> _What is required_
Please restate every record below word for word.

> _Material for the task_
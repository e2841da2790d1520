use lakestore_protocol::{Operation, RemoteExceptionResponse};

/// Errors surfaced by a [`RestTransport`](crate::RestTransport) call.
#[derive(Debug, thiserror::Error)]
pub enum RestError {
    #[error("not found: /{path}")]
    NotFound { path: String },

    #[error("permission denied: /{path}: {message}")]
    PermissionDenied { path: String, message: String },

    #[error("bad offset on /{path}: {message}")]
    BadOffset { path: String, message: String },

    #[error("HTTP {status} on /{path}: {message}")]
    Http {
        status: u16,
        path: String,
        message: String,
    },

    #[error("{op} on /{path} reported failure")]
    OperationFailed { op: Operation, path: String },

    #[error("transport error: {0}")]
    Transport(String),

    #[error("request timed out")]
    Timeout,

    #[error("invalid response: {0}")]
    InvalidResponse(String),

    #[error("JSON error: {0}")]
    Json(#[from] serde_json::Error),

    #[error("invalid configuration: {0}")]
    Config(String),
}

impl RestError {
    /// Map a non-success HTTP reply to an error.
    ///
    /// 403 and 404 map to their dedicated variants; a `BadOffsetException`
    /// in the body maps to [`RestError::BadOffset`] regardless of status.
    pub fn from_response(path: &str, status: u16, body: &[u8]) -> Self {
        let remote = serde_json::from_slice::<RemoteExceptionResponse>(body)
            .ok()
            .map(|r| r.remote_exception);
        let message = remote
            .as_ref()
            .map(|r| r.message.clone())
            .unwrap_or_else(|| String::from_utf8_lossy(body).into_owned());
        let path = path.to_string();

        if remote.as_ref().is_some_and(|r| r.is_bad_offset()) {
            return RestError::BadOffset { path, message };
        }
        match status {
            403 => RestError::PermissionDenied { path, message },
            404 => RestError::NotFound { path },
            _ => RestError::Http {
                status,
                path,
                message,
            },
        }
    }

    /// Whether a retry could plausibly succeed.
    ///
    /// Transport failures, timeouts, 408, 429 and 5xx (except 501 and 505)
    /// are transient. Everything else is a definitive answer.
    pub fn is_transient(&self) -> bool {
        match self {
            RestError::Transport(_) | RestError::Timeout => true,
            RestError::Http { status, .. } => matches!(
                *status,
                408 | 429 | 500 | 502 | 503 | 504 | 506..=599
            ),
            _ => false,
        }
    }

    /// HTTP status associated with the error, when there is one.
    pub fn status(&self) -> Option<u16> {
        match self {
            RestError::NotFound { .. } => Some(404),
            RestError::PermissionDenied { .. } => Some(403),
            RestError::Http { status, .. } => Some(*status),
            _ => None,
        }
    }
}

> _Answer area_
repository e2841da2790d1520
use lakestore_protocol::{Operation, RemoteExceptionResponse};

/// Errors surfaced by a [`RestTransport`](crate::RestTransport) call.
#[derive(Debug, thiserror::Error)]
pub enum RestError {
    #[error("not found: /{path}")]
    NotFound { path: String },

    #[error("permission denied: /{path}: {message}")]
    PermissionDenied { path: String, message: String },

    #[error("bad offset on /{path}: {message}")]
    BadOffset { path: String, message: String },

    #[error("HTTP {status} on /{path}: {message}")]
    Http {
        status: u16,
        path: String,
        message: String,
    },

    #[error("{op} on /{path} reported failure")]
    OperationFailed { op: Operation, path: String },

    #[error("transport error: {0}")]
    Transport(String),

    #[error("request timed out")]
    Timeout,

    #[error("invalid response: {0}")]
    InvalidResponse(String),

    #[error("JSON error: {0}")]
    Json(#[from] serde_json::Error),

    #[error("invalid configuration: {0}")]
    Config(String),
}

impl RestError {
    /// Map a non-success HTTP reply to an error.
    ///
    /// 403 and 404 map to their dedicated variants; a `BadOffsetException`
    /// in the body maps to [`RestError::BadOffset`] regardless of status.
    pub fn from_response(path: &str, status: u16, body: &[u8]) -> Self {
        let remote = serde_json::from_slice::<RemoteExceptionResponse>(body)
            .ok()
            .map(|r| r.remote_exception);
        let message = remote
            .as_ref()
            .map(|r| r.message.clone())
            .unwrap_or_else(|| String::from_utf8_lossy(body).into_owned());
        let path = path.to_string();

        if remote.as_ref().is_some_and(|r| r.is_bad_offset()) {
            return RestError::BadOffset { path, message };
        }
        match status {
            403 => RestError::PermissionDenied { path, message },
            404 => RestError::NotFound { path },
            _ => RestError::Http {
                status,
                path,
                message,
            },
        }
    }

    /// Whether a retry could plausibly succeed.
    ///
    /// Transport failures, timeouts, 408, 429 and 5xx (except 501 and 505)
    /// are transient. Everything else is a definitive answer.
    pub fn is_transient(&self) -> bool {
        match self {
            RestError::Transport(_) | RestError::Timeout => true,
            RestError::Http { status, .. } => matches!(
                *status,
                408 | 429 | 500 | 502 | 503 | 504 | 506..=599
            ),
            _ => false,
        }
    }

    /// HTTP status associated with the error, when there is one.
    pub fn status(&self) -> Option<u16> {
        match self {
            RestError::NotFound { .. } => Some(404),
            RestError::PermissionDenied { .. } => Some(403),
            RestError::Http { status, .. } => Some(*status),
            _ => None,
        }
    }
}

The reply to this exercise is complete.